The Art of the Start by Guy Kawasaki

The Art of the Start is a book released by Guy Kawasaki in 2006. Guy also has an excellent blog focussing on issues faced by start-ups. A recent post is particularly interesting:The Top Ten Stupid Ways to Hinder Market Adoption which contains 14 points to avoid if you want to make your web site or service user friendly. There are a couple of things I’m definitely going to have to look at!

I bought his book last year and, taking my copy off the bookshelf, I found it to be stuffed full of pink post-it notes. Here are some of the things that grabbed my attention along the way:

POLARIZE PEOPLE: When you create a product or service that some people love, don’t be surprised when others hate you. Your goal is to catalyze passion – pro or anti. Don’t be offended if people take issue with what you’ve done; the only result that should offend (and scare) you is lack of interest.

I have to say that is a sentiment I whole heartedly go along with and found this with trymehere when I have shown it to some people. One well known analyst said “I wouldn’t be seen dead using it”, while another said that it “solved one of his daily problems”!

[When asking colleagues about what they think of your service] My final tip is that you ask Women. My theory is that deep in the DNA of men is a ‘killer’ gene. This gene expresses itself by making men want to kill people, animals, and plants. To a large degree, society has repressed this gene… Hence, asking a man about a business model is useless because every business model looks good to someone with the Y chromosome… Women by contrast do not have this killer gene. Thus, they are much better judges of the viability of a business model than men are.

Well, I started doing this a little bit last year but the jury is still out for me. However, it feels right!

PICK A NAME WITH “VERB POTENTIAL.” In a perfect world, your name enters the mainstream vernbacular and becomes a verb. For example people “xerox” documents – as opposed to photocopy. Names that work are short and not tongue twisters.

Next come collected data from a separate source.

impl Framebuffer {
    pub fn new(ctx: &GpuContext, size: Size2D) -> GlResult<Self> {
        if size.is_empty() {
            return Err(GlError::InvalidArgument(format!(
                "framebuffer size {size} must be non-zero"
            )));
        }
        let gl = ctx.gl();
        let handle = GlHandle::create(gl, ObjectKind::Framebuffer)?;
        let max_color_attachments = gl.max_color_attachments();
        let max_draw_buffers = gl.max_draw_buffers();
        debug!(framebuffer = %handle.key(), %size, "created framebuffer");
        Ok(Self {
            handle,
            size,
            viewport: Rect2D::from_size(size),
            max_color_attachments,
            max_draw_buffers,
            attachments: AttachmentMap::new(max_color_attachments),
            requested_draw_buffers: BTreeSet::new(),
            depth_stencil: None,
        })
    }

    fn gl(&self) -> &Rc<dyn GlBackend> {
        self.handle.gl()
    }

    pub fn name(&self) -> GlName {
        self.handle.name()
    }

    pub fn key(&self) -> ObjectKey {
        self.handle.key()
    }

    pub fn size(&self) -> Size2D {
        self.size
    }

    pub fn viewport(&self) -> Rect2D {
        self.viewport
    }

    pub fn maximum_color_attachments(&self) -> u32 {
        self.max_color_attachments
    }

    pub fn maximum_draw_buffers(&self) -> u32 {
        self.max_draw_buffers
    }

    pub fn bind(&self) {
        self.gl().bind_framebuffer(Some(self.name()));
    }

    pub fn apply_viewport(&self) {
        self.gl().viewport(self.viewport);
    }

    pub fn is_complete(&self) -> bool {
        self.bind();
        self.gl().check_framebuffer_status() == FramebufferStatus::Complete
    }

    pub fn clear(&self, mask: ClearMask) {
        self.bind();
        self.gl().clear(mask);
    }

    pub fn color_slot_of(&self, texture: &Texture) -> Option<u32> {
        self.attachments
            .get(texture.key())
            .and_then(AttachmentRecord::color_slot)
    }

    pub fn attachment_of(&self, texture: &Texture) -> Option<&AttachmentRecord> {
        self.attachments.get(texture.key())
    }

    pub fn attached_color_count(&self) -> usize {
        self.attachments.color_count()
    }

    /// Requested draw buffers, ascending.
    pub fn draw_buffers(&self) -> Vec<u32> {
        self.requested_draw_buffers.iter().copied().collect()
    }

    fn check_fits(&self, texture: &Texture, mip: u32) -> GlResult<()> {
        if !texture.size().fits_within(self.size) {
            return Err(GlError::InvalidArgument(format!(
                "texture {} is larger than framebuffer {}",
                texture.size(),
                self.size
            )));
        }
        if !texture.has_mip(mip) {
            return Err(GlError::InvalidArgument(format!(
                "texture {} has no mip level {mip} ({} levels)",
                texture.key(),
                texture.mip_levels()
            )));
        }
        Ok(())
    }

    fn issue_draw_buffers(&self) {
        // Attach refuses colors past the draw-buffer limit, so this always fits.
        let slots: Vec<u32> = self.requested_draw_buffers.iter().copied().collect();
        self.gl().draw_buffers(&slots);
        self.gl().read_buffer(None);
    }

    // -------------------------------------------------------------------------
    // Color attachments
    // -------------------------------------------------------------------------

    /// Attach every layer of `texture` at `mip`. Returns the slot used.
    pub fn attach_color_texture(
        &mut self,
        texture: &Texture,
        mip: u32,
        request: ColorAttachment,
    ) -> GlResult<u32> {
        self.attach_color(texture, mip, AttachmentLayer::All, request)
    }

    /// Attach a single layer of an array texture.
    pub fn attach_color_texture_layer(
        &mut self,
        texture: &Texture,
        mip: u32,
        layer: u32,
        request: ColorAttachment,
    ) -> GlResult<u32> {
        if layer >= texture.layers() {
            return Err(GlError::InvalidArgument(format!(
                "texture {} has no layer {layer} ({} layers)",
                texture.key(),
                texture.layers()
            )));
        }
        self.attach_color(texture, mip, AttachmentLayer::Index(layer), request)
    }

    fn attach_color(
        &mut self,
        texture: &Texture,
        mip: u32,
        layer: AttachmentLayer,
        request: ColorAttachment,
    ) -> GlResult<u32> {
        self.check_fits(texture, mip)?;
        if texture.format().is_depth() {
            return Err(GlError::InvalidArgument(format!(
                "depth texture {} cannot be a color attachment",
                texture.key()
            )));
        }
        if let ColorAttachment::Explicit(slot) = request {
            if slot >= self.max_color_attachments {
                return Err(GlError::InvalidArgument(format!(
                    "color slot {slot} is past the last slot {}",
                    self.max_color_attachments.saturating_sub(1)
                )));
            }
        }

        let existing = self
            .attachments
            .get(texture.key())
            .and_then(|record| record.color_slot().map(|slot| (slot, *record)));

        let adds_color = existing.is_none()
            && match request {
                ColorAttachment::Automatic => true,
                ColorAttachment::Explicit(wanted) => self
                    .attachments
                    .occupant(Attachment::Color(wanted))
                    .is_none(),
            };
        if adds_color && self.attached_color_count() >= self.max_draw_buffers as usize {
            return Err(GlError::ResourceExhausted(format!(
                "framebuffer {} already draws to all {} draw buffers",
                self.key(),
                self.max_draw_buffers
            )));
        }

        let slot = match (existing, request) {
            (Some((slot, record)), ColorAttachment::Automatic) => {
                if record.mip == mip && record.layer == layer {
                    return Ok(slot);
                }
                slot
            }
            (Some((slot, record)), ColorAttachment::Explicit(wanted)) if wanted == slot => {
                if record.mip == mip && record.layer == layer {
                    return Ok(slot);
                }
                slot
            }
            (_, ColorAttachment::Explicit(wanted)) => {
                if let Some((old_slot, record)) = existing {
                    self.bind();
                    self.gl().framebuffer_texture(
                        Attachment::Color(old_slot),
                        None,
                        0,
                        record.layer.index(),
                    );
                    self.release_color(texture.key());
                }
                if let Some(evicted) = self.attachments.occupant(Attachment::Color(wanted)) {
                    debug!(slot = wanted, texture = %evicted, "evicting color attachment");
                    self.attachments.remove(evicted);
                }
                wanted
            }
            (None, ColorAttachment::Automatic) => {
                self.attachments.lowest_free_color_slot().ok_or_else(|| {
                    GlError::ResourceExhausted(format!(
                        "all {} color attachments of framebuffer {} are in use",
                        self.max_color_attachments,
                        self.key()
                    ))
                })?
            }
        };

        self.bind();
        self.gl().framebuffer_texture(
            Attachment::Color(slot),
            Some(texture.name()),
            mip,
            layer.index(),
        );
        self.attachments.insert(
            texture.key(),
            AttachmentRecord {
                attachment: Attachment::Color(slot),
                mip,
                layer,
                size: texture.mip_size(mip),
            },
        );
        self.requested_draw_buffers.insert(slot);
        self.issue_draw_buffers();

        debug!(
            framebuffer = %self.key(),
            texture = %texture.key(),
            slot,
            mip,
            ?layer,
            "attached color texture"
        );
        Ok(slot)
    }

    /// Forget a color record without touching the driver.
    fn release_color(&mut self, key: ObjectKey) {
        if let Some(slot) = self.attachments.remove(key).and_then(|r| r.color_slot()) {
            self.requested_draw_buffers.remove(&slot);
        }
    }

    // -------------------------------------------------------------------------
    // Depth attachments
    // -------------------------------------------------------------------------

    pub fn attach_depth_texture(&mut self, texture: &Texture, mip: u32) -> GlResult<()> {
        self.check_fits(texture, mip)?;
        if !texture.format().is_depth() {
            return Err(GlError::InvalidArgument(format!(
                "texture {} is not a depth format ({:?})",
                texture.key(),
                texture.format()
            )));
        }
        if let Some(previous) = self.attachments.occupant(Attachment::Depth) {
            if previous != texture.key() {
                self.attachments.remove(previous);
            }
        }

        self.bind();
        let gl = self.gl();
        gl.framebuffer_texture(Attachment::Depth, Some(texture.name()), mip, None);
        if self.requested_draw_buffers.is_empty() {
            gl.draw_buffers(&[]);
        }
        gl.read_buffer(None);

        self.attachments.insert(
            texture.key(),
            AttachmentRecord {
                attachment: Attachment::Depth,
                mip,
                layer: AttachmentLayer::All,
                size: texture.mip_size(mip),
            },
        );
        debug!(framebuffer = %self.key(), texture = %texture.key(), mip, "attached depth texture");
        Ok(())
    }

    pub fn attach_depth_stencil_renderbuffer(
        &mut self,
        renderbuffer: &Renderbuffer,
    ) -> GlResult<()> {
        if !renderbuffer.size().fits_within(self.size) {
            return Err(GlError::InvalidArgument(format!(
                "renderbuffer {} is larger than framebuffer {}",
                renderbuffer.size(),
                self.size
            )));
        }
        self.bind();
        let gl = self.gl();
        gl.bind_renderbuffer(Some(renderbuffer.name()));
        gl.framebuffer_renderbuffer(Attachment::DepthStencil, Some(renderbuffer.name()));
        self.depth_stencil = Some(renderbuffer.key());
        debug!(framebuffer = %self.key(), renderbuffer = %renderbuffer.key(), "attached depth-stencil renderbuffer");
        Ok(())
    }

    pub fn has_depth_stencil(&self) -> bool {
        self.depth_stencil.is_some()
    }

    // -------------------------------------------------------------------------
    // Detach
    // -------------------------------------------------------------------------

    pub fn detach_texture(&mut self, texture: &Texture) -> GlResult<()> {
        let Some(record) = self.attachments.remove(texture.key()) else {
            return Err(GlError::InvalidArgument(format!(
                "texture {} is not attached to framebuffer {}",
                texture.key(),
                self.key()
            )));
        };

        self.bind();
        self.gl()
            .framebuffer_texture(record.attachment, None, 0, record.layer.index());
        if let Some(slot) = record.color_slot() {
            self.requested_draw_buffers.remove(&slot);
            self.issue_draw_buffers();
        }
        debug!(framebuffer = %self.key(), texture = %texture.key(), attachment = ?record.attachment, "detached texture");
        Ok(())
    }

    pub fn detach_all_color_attachments(&mut self) {
        self.bind();
        for record in self.attachments.remove_all_color() {
            self.gl()
                .framebuffer_texture(record.attachment, None, 0, record.layer.index());
        }
        self.requested_draw_buffers.clear();
        self.issue_draw_buffers();
    }

    // -------------------------------------------------------------------------
    // Draw buffers and blits
    // -------------------------------------------------------------------------

    /// Restrict rendering to the given attached color textures.
    pub fn activate_draw_buffers(&mut self, textures: &[&Texture]) -> GlResult<()> {
        if textures.len() > self.max_draw_buffers as usize {
            return Err(GlError::InvalidArgument(format!(
                "{} draw buffers requested, at most {} supported",
                textures.len(),
                self.max_draw_buffers
            )));
        }
        let slots = textures
            .iter()
            .map(|texture| {
                self.color_slot_of(texture).ok_or_else(|| {
                    GlError::InvalidArgument(format!(
                        "texture {} is not a color attachment of framebuffer {}",
                        texture.key(),
                        self.key()
                    ))
                })
            })
            .collect::<GlResult<BTreeSet<u32>>>()?;

        self.requested_draw_buffers = slots;
        self.bind();
        self.issue_draw_buffers();
        Ok(())
    }

    /// Render to every attached color texture again.
    pub fn activate_all_draw_buffers(&mut self) {
        self.requested_draw_buffers = self.attachments.color_slots().into_iter().collect();
        self.bind();
        self.issue_draw_buffers();
    }

    /// Copy `from` into `to`, both attached to this framebuffer.
    pub fn blit(&self, from: &Texture, to: &Texture, linear: bool) -> GlResult<()> {
        let lookup = |texture: &Texture, role: &str| {
            self.attachments
                .get(texture.key())
                .and_then(|record| record.color_slot().map(|slot| (slot, record.size)))
                .ok_or_else(|| {
                    GlError::InvalidArgument(format!(
                        "cannot blit {role} texture {}: not a color attachment",
                        texture.key()
                    ))
                })
        };
        let (src_slot, src_size) = lookup(from, "source")?;
        let (dst_slot, dst_size) = lookup(to, "destination")?;

        self.bind();
        let gl = self.gl();
        gl.read_buffer(Some(src_slot));
        gl.draw_buffers(&[dst_slot]);
        let filter = if linear {
            BlitFilter::Linear
        } else {
            BlitFilter::Nearest
        };
        gl.blit_framebuffer(
            Rect2D::from_size(src_size),
            Rect2D::from_size(dst_size),
            filter,
        );
        self.issue_draw_buffers();
        Ok(())
    }
}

I particularly like this thought because it lets you use the company name in interesting ways in text describing your service. Although I wouldn’t propose this as an ideal example, a web service called ConnectMeAnywhere is quite an appealing name. Another is GoToMyPC .

These requirements [talking about bootstrapping a business] point to products, services and target markets with the following characteristics:

  • People already know, or it becomes immediately obvious, that they need your product or service. You don’t have to educate your potential customers about their pain.
  • Your product or service is “auto-persuasive.” That is, once people recognize their pain an how your solve i, they can persuade themselves to take the next step and buy what you’re offering.

This is a good aim but very challenging to realise, but it does show that articulating the industry pain you are solving is very important not only to potential investors in your business , but also transparently to potential customers.

Well, that’s just a few of my pink post-it notes and all the others indicate points that are just as stimulating. If you are open to new ideas then reading this book will enevitably trigger some new activities! Go to it!